Facial texture analysis techniques believe that fake faces probably lack some high frequency information during the reproduction process, and by analyzing and learning the facial texture information, genuine and fake faces can be classified properly. Here the term “texture” represents the high frequency details in face images. In [2] Fourier transform is utilized to extract the high frequency information, and the target face image is judged fake if its energy percentage of high frequency is lower than a certain threshold. In [3] the authors use DoG and LTV algorithms to extract high frequency information from the captured images, and the final model is learned by a complex bilinear sparse low rank logistic regression model. In [4] a more simple but also more powerful LBP+SVM method (named Micro-Texture Analysis, MTA) is proposed, and they achieve very amazing results both on the NUAA [3] and Idiap [9] database. Similarly, [10] also utilize micro-textures and SVM to detect spoofing attacks. However, as noted by [11], most existing spoofing databases did not include enough variations, therefore, the best texture-based methods on the databases may failed in real applications when confronting various imaging environments.

The other class is the multi-spectral methods, which detect the reflectance of object surface under multi-spectrums. To the best of our knowledge, there have been very few papers published in this field, among which two papers are most representative. In [12] Pavlidis and Symosekuses use light at two wavelengths, and a simple threshold method to detect genuine and fake faces. No experiments but only illustrations were reported in their paper. The second one [13] also selects light at two different wavelengths and then LDA is used to make the final decision. However, this paper requires the distance between the user and the system to be exactly 30 cm, and they utilize users’ forehead region to measure reflectance. Not only may the forehead be occluded, but also the exact distance is quite demanding and impossible to execute in practice. Furthermore, the wavelengths they select are actually not as optimal as in [12]. Thermal information is another choice, and we refer readers to a common facial thermal imagery database in [14]. But, the high cost also prevents its usage in real practice.

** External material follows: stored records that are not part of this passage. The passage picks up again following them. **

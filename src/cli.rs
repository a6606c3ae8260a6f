use clap::{Parser, Subcommand};
use std::path::PathBuf;

#[derive(Parser)]
#[command(name = "hdspush")]
#[command(author, version, about = "Split live HDS segments into fragments and push them to an origin")]
pub struct Cli {
    /// Path to config file
    #[arg(short, long, global = true)]
    pub config: Option<PathBuf>,

    /// Enable verbose logging
    #[arg(short, long, global = true, conflicts_with = "quiet")]
    pub verbose: bool,

    /// Only log warnings and errors
    #[arg(short, long, global = true)]
    pub quiet: bool,

    #[command(subcommand)]
    pub command: Commands,
}

#[derive(Subcommand)]
pub enum Commands {
    /// Watch encoder output and push fragments until interrupted
    Watch {
        /// Directory to watch (repeatable; replaces configured paths)
        #[arg(short, long = "source")]
        sources: Vec<PathBuf>,

        /// Write to this directory instead of the configured sink
        #[arg(short, long, conflicts_with = "url")]
        destination: Option<PathBuf>,

        /// PUT to this origin URL instead of the configured sink
        #[arg(long)]
        url: Option<String>,
    },

    /// Split segment index files into fragment files
    Split {
        /// `.f4x` index files; the `.f4f` sibling must sit next to each
        #[arg(required = true)]
        files: Vec<PathBuf>,

        /// Output directory
        #[arg(short, long, default_value = ".")]
        destination: PathBuf,

        /// Replace fragment files that already exist
        #[arg(short = 'F', long)]
        force_overwrite: bool,
    },

    /// Decode an HDS file and print its boxes
    Inspect {
        /// `.f4x`, `.f4f` or `.bootstrap` file
        #[arg(required = true)]
        file: PathBuf,

        /// Output as JSON
        #[arg(long)]
        json: bool,
    },

    /// Estimate the newest fragment from a bootstrap file
    LiveEdge {
        /// `.bootstrap` file
        #[arg(required = true)]
        bootstrap: PathBuf,

        /// Truncate times to whole seconds before dividing
        #[arg(long)]
        whole_seconds: bool,
    },

    /// Validate configuration file
    Validate {
        /// Config file to validate (uses default if not specified)
        config: Option<PathBuf>,
    },

    /// Display version information
    Version,
}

5.3 The Multi-spectral Face Recognition System

The multi-spectral face recognition system includes the following modules: multi-spectral image acquisition, face detection, key-point localization, feature extraction, subspace learning, matching, and fusion. To achieve good performance and generalization ability in practical applications, the multi-spectral system uses an EBGM like pipeline to process face image, which is mainly composed of precise key-point localization, Gabor filtering, and PCA. Yi et al. [15] have already shown the high performance of the method on FERET (only in VIS spectrum). For each spectrum, face image is processed separately by its corresponding pipeline, and the similarity scores in multi-spectrums are fused by “sum rule.” The details of each module are described as follows.

5.3.1 Spectrum Selection and Imaging Device

The use of multiple spectral bands for face biometrics permits to improve the performance and robustness of face recognition in realistic scenarios including uncontrolled illumination conditions. Taking into account the compatibility with normal face recognition system, VIS is selected as the first spectrum for the multi-spectral system. On the other hand, NIR band has become the most used spectral band beyond VIS due to several advantages: radiation which is harmless to health, good-quality images, low-cost cameras, etc. Based on our existing NIR face recognition system [16], we choose the second spectrum as NIR (780 nm). To acquire VIS and NIR images simultaneously, we develop a special imaging device by two CMOS camera modules, which can capture \(640\times 480\) images in two bands at 15 fps. The synchronization is controlled by the software system.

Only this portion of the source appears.